Existential Generalizations, Issue 4

The State of Language Post-Trump

Since the results of this election, I have overwhelmingly heard two things. First and most importantly, I have heard a very real fear––which I, as an overly-privileged white male, can only begin to understand––from everyone who has been hurt and who will be hurt by our President-elect.

Second, from pundits, most of whom tend to be like me, white and privileged, I have heard mourning about how we in America don’t listen to each other any more. Particularly how liberal elites don’t listen to the white-working-class, whom they dismiss as “baskets of deplorables.Until Election Day, when they strike back, forming the sea of red that envelops all but the coasts and the cities.

As someone who’s lived on coasts and in cities most of his life, I agree that liberal elites have not been listening enough and have been ignoring the underlying concerns related to globalization and shrinking wages that do matter. I was a Bernie supporter, after all, though he certainly has his problems too, but the issue isn’t that they have been too quick to dismiss racism and nationalistic bigotry.

It’s been that they’ve been too complicit with their dollars and their voices, which has allowed prejudiced anger to fester. More than anything, this complacency has translated itself into our language and into our thinking and is why, barring a godsend, Mr. Trump will be our next President.

First, to understand what exactly this phenomenon is in the context of our community, we have to take a step back, to last October, to an event that still makes me cringe.“The Whiteness MX,” as it is called by most. A group of faculty and students tried to start a conversation, mainly among white students, in regard to understanding their white racial identity, in the context of fighting racism. This, needless to say, had a wildly different effect.

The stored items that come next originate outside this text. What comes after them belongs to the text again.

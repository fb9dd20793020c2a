//! Lock-protected read-modify-write of semi-structured payload fields
//!
//! Three update shapes over an entity's payload:
//! - shallow merge (or wholesale replace) of a map of updates
//! - pure-function transform of the whole payload
//! - bounded append to a named array, trimming oldest-first at the cap
//!
//! All three follow one discipline: acquire a distributed lock scoped to
//! `{entity_type}:{operation}:{entity_id}`, then mutate under the storage
//! row lock inside a transaction, then let the guard release the lock on
//! every exit path. Transient failures (lock timeouts, flaky storage) are
//! retried under the `field-update` policy; a transform returning the wrong
//! shape is a fatal validation error and is never retried.
//!
//! ## Guarantees and limits
//!
//! N concurrent appends each keep their own element (no lost appends). N
//! concurrent merges each keep their own keys, except when two merges race
//! on the *same* key: then the last committed transaction wins. Merging is
//! shallow: a nested map is replaced wholesale, never deep-merged.
//!
//! Known gap: if a holder crashes mid-update, the lock TTL self-heals but
//! the storage engine's own transaction handling decides the fate of the
//! in-flight write; lease expiry does not roll it back.

use crate::retry::RetryExecutor;
use crewsync_core::{EntityRef, EntityStore, Error, FieldMap, Result, VersionedRecord};
use crewsync_lockstore::LockRegistry;
use serde_json::Value;
use std::sync::Arc;

/// Safe updater for semi-structured entity fields
///
/// Cheap to clone per call site; the store and registry are shared.
pub struct AtomicFieldUpdater<S: EntityStore> {
    store: Arc<S>,
    registry: Arc<LockRegistry>,
    retry: RetryExecutor,
}

impl<S: EntityStore> AtomicFieldUpdater<S> {
    /// Create an updater over a store and lock registry
    pub fn new(store: Arc<S>, registry: Arc<LockRegistry>) -> Self {
        AtomicFieldUpdater {
            store,
            registry,
            retry: RetryExecutor::named("field-update"),
        }
    }

    /// Override the retry executor (builder style)
    pub fn with_retry(mut self, retry: RetryExecutor) -> Self {
        self.retry = retry;
        self
    }

    /// Shallow-merge `updates` into the payload
    ///
    /// Top-level keys from `updates` overwrite existing keys; nested maps
    /// are replaced wholesale (last-write-wins), not deep-merged.
    pub fn merge(&self, entity: &EntityRef, updates: FieldMap) -> Result<VersionedRecord> {
        self.locked_update(entity, "merge", |record| {
            for (field, value) in updates.clone() {
                record.payload.insert(field, value);
            }
            Ok(())
        })
    }

    /// Replace the payload wholesale
    pub fn replace(&self, entity: &EntityRef, payload: FieldMap) -> Result<VersionedRecord> {
        self.locked_update(entity, "replace", |record| {
            record.payload = payload.clone();
            Ok(())
        })
    }

    /// Apply a pure function to the payload and persist its result
    ///
    /// The function receives the current payload and must return a JSON
    /// object; any other shape is a fatal validation error and nothing is
    /// written. The function may run more than once under retry, so it must
    /// be pure: no I/O, no external mutation.
    pub fn transform<F>(&self, entity: &EntityRef, f: F) -> Result<VersionedRecord>
    where
        F: Fn(&FieldMap) -> Value,
    {
        self.locked_update(entity, "transform", |record| {
            match f(&record.payload) {
                Value::Object(updated) => {
                    record.payload = updated;
                    Ok(())
                }
                other => Err(Error::Validation(format!(
                    "transform must return an object, got {}",
                    json_kind(&other)
                ))),
            }
        })
    }

    /// Append `item` to the array stored under `array_field`
    ///
    /// A missing field is created as an empty array; a non-array value
    /// there is a fatal validation error. When `max_len` is set and
    /// exceeded, elements are trimmed from the front so the most recent
    /// `max_len` items survive in append order.
    pub fn append_bounded(
        &self,
        entity: &EntityRef,
        array_field: &str,
        item: Value,
        max_len: Option<usize>,
    ) -> Result<VersionedRecord> {
        self.locked_update(entity, "append", |record| {
            let slot = record
                .payload
                .entry(array_field.to_string())
                .or_insert_with(|| Value::Array(Vec::new()));
            let kind = json_kind(slot);
            let arr = slot.as_array_mut().ok_or_else(|| {
                Error::Validation(format!(
                    "field '{array_field}' holds {kind}, expected an array"
                ))
            })?;
            arr.push(item.clone());
            if let Some(max) = max_len {
                if arr.len() > max {
                    let excess = arr.len() - max;
                    arr.drain(0..excess);
                }
            }
            Ok(())
        })
    }

    /// The shared discipline: distributed lock, then row lock, then apply
    ///
    /// The lock class is `{entity_type}:{operation}` and the registry
    /// appends the entity id, so concurrent updaters of the same entity and
    /// operation serialize while unrelated entities proceed in parallel.
    /// The guard releases the lock on success, error, and panic alike.
    fn locked_update<F>(
        &self,
        entity: &EntityRef,
        operation: &str,
        apply: F,
    ) -> Result<VersionedRecord>
    where
        F: Fn(&mut VersionedRecord) -> Result<()>,
    {
        let class = format!("{}:{}", entity.entity_type, operation);
        self.retry.run(|| {
            let lock = self.registry.get_lock(&class, &entity.entity_id);
            let _guard = lock.acquire_guard(true)?;
            self.store.with_row_lock(entity, |record| {
                apply(record)?;
                Ok(record.clone())
            })
        })
    }
}

fn json_kind(value: &Value) -> &'static str {
    match value {
        Value::Null => "null",
        Value::Bool(_) => "a bool",
        Value::Number(_) => "a number",
        Value::String(_) => "a string",
        Value::Array(_) => "an array",
        Value::Object(_) => "an object",
    }
}
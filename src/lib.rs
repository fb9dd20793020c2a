//! CrewSync - concurrency control and conflict detection for workforce
//! operations backends
//!
//! Multiple application-server processes mutate the same attendance rows,
//! tour schedules, work orders, and helpdesk tickets at once. This crate is
//! the write-side discipline that keeps those records consistent, plus the
//! analytics that mine the change log for edits that collided anyway.
//!
//! # Quick start
//!
//! ```ignore
//! use crewsync::{
//!     AtomicFieldUpdater, EntityRef, LockRegistry, MemoryEntityStore, MemoryLockStore,
//! };
//! use std::sync::Arc;
//!
//! let store = Arc::new(MemoryEntityStore::new());
//! let registry = Arc::new(LockRegistry::with_builtin_classes(Arc::new(MemoryLockStore::new())));
//! let updater = AtomicFieldUpdater::new(Arc::clone(&store), registry);
//!
//! let shift = EntityRef::new("attendance", "2026-08-30:site-4");
//! updater.append_bounded(&shift, "punches", serde_json::json!({"worker": 17}), Some(500))?;
//! ```
//!
//! # Architecture
//!
//! - locking: [`LockStore`], [`DistributedLock`], [`LockRegistry`] — a
//!   best-effort distributed mutex over an atomic key-value store
//! - writes: [`RetryExecutor`], [`OptimisticVersionGuard`],
//!   [`AtomicFieldUpdater`] — bounded retry, compare-and-swap versioning,
//!   and lock-protected read-modify-write
//! - analytics: [`OperationLog`], [`ConflictDetector`], [`ConflictBoard`],
//!   [`FeatureExtractor`] — retrospective conflict mining over the
//!   append-only change log

pub use crewsync_core::{
    ConflictRecord, ConflictType, EntityRef, EntityStore, Error, FieldChange, FieldMap, Operation,
    OperationLogEntry, ResolutionStrategy, Result, Severity, VersionedRecord,
};

pub use crewsync_lockstore::{
    DistributedLock, LockConfig, LockGuard, LockRegistry, LockStore, MemoryLockStore,
};

pub use crewsync_storage::MemoryEntityStore;

pub use crewsync_concurrency::{
    with_optimistic_lock, AtomicFieldUpdater, OptimisticVersionGuard, RetryExecutor, RetryPolicy,
    DEFAULT_OPTIMISTIC_ATTEMPTS,
};

pub use crewsync_conflict::{
    ConflictBoard, ConflictDetector, ConflictStatistics, DetectorConfig, FeatureExtractor,
    FeatureRow, OperationLog,
};
//! Conflict record store, resolution entry point, and statistics
//!
//! The board holds every [`ConflictRecord`] the detector materializes.
//! Records are created unresolved and closed exactly once by `resolve`;
//! nothing here ever deletes one. Query surfaces: unresolved records with
//! optional entity-type and severity filters, per-entry linkage (the
//! training-data label), and windowed aggregate statistics.

use chrono::{Duration, Utc};
use crewsync_core::{
    ConflictRecord, ConflictType, Error, ResolutionStrategy, Result, Severity,
};
use parking_lot::RwLock;
use serde::Serialize;
use std::collections::BTreeMap;
use uuid::Uuid;

/// Aggregate view over a trailing window of conflict records
#[derive(Debug, Clone, Serialize)]
pub struct ConflictStatistics {
    /// Records detected inside the window
    pub total_conflicts: u64,
    /// Of those, how many are still unresolved
    pub unresolved_count: u64,
    /// Counts per conflict type
    pub by_type: BTreeMap<ConflictType, u64>,
    /// Counts per severity
    pub by_severity: BTreeMap<Severity, u64>,
    /// Mean seconds from detection to resolution, over resolved records
    pub avg_resolution_seconds: Option<f64>,
}

/// Store of detected conflicts and the resolve workflow entry point
#[derive(Default)]
pub struct ConflictBoard {
    records: RwLock<Vec<ConflictRecord>>,
}

impl ConflictBoard {
    /// Create an empty board
    pub fn new() -> Self {
        Self::default()
    }

    /// Add a freshly detected record
    pub fn insert(&self, record: ConflictRecord) {
        self.records.write().push(record);
    }

    /// Fetch one record by id
    pub fn get(&self, id: Uuid) -> Option<ConflictRecord> {
        self.records.read().iter().find(|r| r.id == id).cloned()
    }

    /// Number of records on the board
    pub fn len(&self) -> usize {
        self.records.read().len()
    }

    /// Whether the board holds no records
    pub fn is_empty(&self) -> bool {
        self.records.read().is_empty()
    }

    /// Unresolved records, newest first, optionally filtered
    ///
    /// `severity` is a floor: passing `High` returns high and critical
    /// records.
    pub fn unresolved(
        &self,
        entity_type: Option<&str>,
        min_severity: Option<Severity>,
    ) -> Vec<ConflictRecord> {
        let entity_type = entity_type.map(str::to_ascii_lowercase);
        let mut out: Vec<ConflictRecord> = self
            .records
            .read()
            .iter()
            .filter(|r| !r.is_resolved())
            .filter(|r| {
                entity_type
                    .as_deref()
                    .map_or(true, |t| r.entity.entity_type == t)
            })
            .filter(|r| min_severity.map_or(true, |s| r.severity >= s))
            .cloned()
            .collect();
        out.sort_by(|a, b| b.detected_at.cmp(&a.detected_at));
        out
    }

    /// Close a record with a concrete strategy
    ///
    /// Sets `resolved_at` and stores any resolution data. Fails if the
    /// record does not exist, is already resolved, or the strategy is
    /// `Unresolved` (closing a conflict as unresolved is meaningless).
    pub fn resolve(
        &self,
        id: Uuid,
        strategy: ResolutionStrategy,
        resolution_data: Option<serde_json::Value>,
    ) -> Result<()> {
        if strategy == ResolutionStrategy::Unresolved {
            return Err(Error::Validation(
                "cannot resolve a conflict with the 'unresolved' strategy".into(),
            ));
        }
        let mut records = self.records.write();
        let record = records
            .iter_mut()
            .find(|r| r.id == id)
            .ok_or(Error::ConflictRecordNotFound(id))?;
        if record.is_resolved() {
            return Err(Error::Validation(format!(
                "conflict record {id} is already resolved"
            )));
        }
        record.resolved_at = Some(Utc::now());
        record.resolution_strategy = strategy;
        record.resolution_data = resolution_data;
        tracing::info!(conflict = %id, strategy = ?strategy, "conflict resolved");
        Ok(())
    }

    /// Whether any record links the given operation-log entry
    ///
    /// This is the 0/1 training label for the feature contract.
    pub fn is_conflicted(&self, entry_id: Uuid) -> bool {
        self.records
            .read()
            .iter()
            .any(|r| r.involved_entries.contains(&entry_id))
    }

    /// All records linking the given operation-log entry
    pub fn records_involving(&self, entry_id: Uuid) -> Vec<ConflictRecord> {
        self.records
            .read()
            .iter()
            .filter(|r| r.involved_entries.contains(&entry_id))
            .cloned()
            .collect()
    }

    /// Aggregate statistics over the trailing `window_days`
    pub fn statistics(&self, window_days: i64) -> ConflictStatistics {
        let cutoff = Utc::now() - Duration::days(window_days);
        let records = self.records.read();
        let windowed: Vec<&ConflictRecord> =
            records.iter().filter(|r| r.detected_at >= cutoff).collect();

        let mut by_type = BTreeMap::new();
        let mut by_severity = BTreeMap::new();
        let mut unresolved = 0u64;
        let mut resolution_secs = Vec::new();
        for r in &windowed {
            *by_type.entry(r.conflict_type).or_insert(0) += 1;
            *by_severity.entry(r.severity).or_insert(0) += 1;
            if let Some(secs) = r.resolution_seconds() {
                resolution_secs.push(secs);
            } else {
                unresolved += 1;
            }
        }
        let avg_resolution_seconds = if resolution_secs.is_empty() {
            None
        } else {
            Some(resolution_secs.iter().sum::<f64>() / resolution_secs.len() as f64)
        };

        ConflictStatistics {
            total_conflicts: windowed.len() as u64,
            unresolved_count: unresolved,
            by_type,
            by_severity,
            avg_resolution_seconds,
        }
    }
}
use crate::core::analyzer;
use crate::domain::model::{ExportEnvelope, ExportMetadata, ExportOptions};
use crate::utils::error::Result;
use chrono::{SecondsFormat, Utc};
use serde_json::Value;

pub const EXPORTED_BY: &str = "record-profiler";
pub const SCHEMA_VERSION: &str = "1.0";

fn timestamp_now() -> String {
    // Millisecond precision with a Z suffix, same shape as a JS toISOString.
    Utc::now().to_rfc3339_opts(SecondsFormat::Millis, true)
}

pub fn total_items(input: Option<&Value>) -> usize {
    match input {
        Some(Value::Array(items)) => items.len(),
        _ => 0,
    }
}

fn data_section(input: Option<&Value>) -> Value {
    match input {
        Some(value) => value.clone(),
        None => Value::Array(Vec::new()),
    }
}

/// Fixed-shape envelope: timestamp, metadata, analysis, and the original data
/// under a `data` field, all unconditionally present.
pub fn build_simple(input: Option<&Value>) -> ExportEnvelope {
    let mut envelope = ExportEnvelope {
        timestamp: Some(timestamp_now()),
        metadata: Some(ExportMetadata {
            total_items: total_items(input),
            exported_by: EXPORTED_BY.to_string(),
            version: SCHEMA_VERSION.to_string(),
            options: None,
        }),
        analysis: Some(analyzer::analyze(input)),
        ..ExportEnvelope::default()
    };
    envelope
        .sections
        .insert("data".to_string(), data_section(input));
    envelope
}

/// Configurable envelope: each section is included per `options`, and the data
/// is nested under the caller-chosen `data_field`. When metadata is included,
/// the effective options are embedded in it.
pub fn build_custom(input: Option<&Value>, options: &ExportOptions) -> ExportEnvelope {
    let mut envelope = ExportEnvelope::default();

    if options.add_timestamp {
        envelope.timestamp = Some(timestamp_now());
    }

    if options.include_metadata {
        envelope.metadata = Some(ExportMetadata {
            total_items: total_items(input),
            exported_by: EXPORTED_BY.to_string(),
            version: SCHEMA_VERSION.to_string(),
            options: Some(options.clone()),
        });
    }

    if options.include_analysis {
        envelope.analysis = Some(analyzer::analyze(input));
    }

    envelope
        .sections
        .insert(options.data_field.clone(), data_section(input));
    envelope
}

/// Single formatting rule for every JSON artifact the tool emits: 2-space
/// indentation when pretty-printing, compact otherwise.
pub fn serialize(envelope: &ExportEnvelope, pretty_print: bool) -> Result<Vec<u8>> {
    let bytes = if pretty_print {
        serde_json::to_vec_pretty(envelope)?
    } else {
        serde_json::to_vec(envelope)?
    };
    Ok(bytes)
}
use crate::domain::model::DeliveryReceipt;
use crate::domain::ports::Sink;
use crate::utils::error::Result;
use std::fs;
use std::path::PathBuf;

/// Durable-filesystem destination. The artifact lands at
/// `<base_path>/<destination_name>`, parent directories included.
#[derive(Debug, Clone)]
pub struct FileSink {
    base_path: PathBuf,
}

impl FileSink {
    pub fn new(base_path: impl Into<PathBuf>) -> Self {
        Self {
            base_path: base_path.into(),
        }
    }

    /// Sink rooted at the current working directory.
    pub fn current_dir() -> Result<Self> {
        Ok(Self {
            base_path: std::env::current_dir()?,
        })
    }
}

impl Sink for FileSink {
    fn deliver(&self, payload: &[u8], destination_name: &str) -> Result<DeliveryReceipt> {
        let full_path = self.base_path.join(destination_name);

        if let Some(parent) = full_path.parent() {
            fs::create_dir_all(parent)?;
        }

        fs::write(&full_path, payload)?;
        tracing::debug!(
            "wrote {} bytes to {}",
            payload.len(),
            full_path.display()
        );

        Ok(DeliveryReceipt::File { path: full_path })
    }
}
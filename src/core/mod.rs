pub mod analyzer;
pub mod engine;
pub mod exporter;

pub use crate::domain::model::{AnalysisResult, ExportOptions, ExportOutcome};
pub use crate::domain::ports::Sink;
pub use crate::utils::error::Result;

Of course everyone speaks about race differently, but some of the language used a little over a year ago is indicative of how much of our community still talks about race. Experiences with race are put into a box called “racial identity,” the “Civil Rights Movement happened,” and “microaggressions” are small and are uniquely problematic.

These assumptions are blatantly wrong in every possible way, yet they are a byproduct of one certain truth: language itself stems from reference. The first words probably got their start from people simultaneously making noises and pointing at things, until other people put the two together. Gradually, words could also start referring to things inside our heads, things a lot harder to point at, through the fact that much of the human experience is universal.

When we stub our toes, we probably experience similar sensations, allowing us to point to our stubbed toe to refer to a certain type of pain. But some things, like our experiences with race and our feelings about this election, are not universal and cannot be beckoned by symbols or reduced to simpler concepts, which is why people often speak their truth, or run for office on the basis of their truth, but still are distinctly out of touch with so much of our society, including the backbone of our community.

But we have an opportunity as a community to act differently, to do our best to embrace this ambiguity gap, to dive into the process of using imperfect tools, to try to understand those whose voices are heard the least, and to recognize that our perspectives are neither special nor alone in importance.

While the state of language after this election is troublesome too many speak more than ever in 140 characters and in generalities, geared only towards themselves and those like them it is our challenge, and more than that our obligation, to understand and promote the understanding of the world and the people in it in all their complexity. This, in many ways, is the call of the progressive school in 2016, which Parker must answer.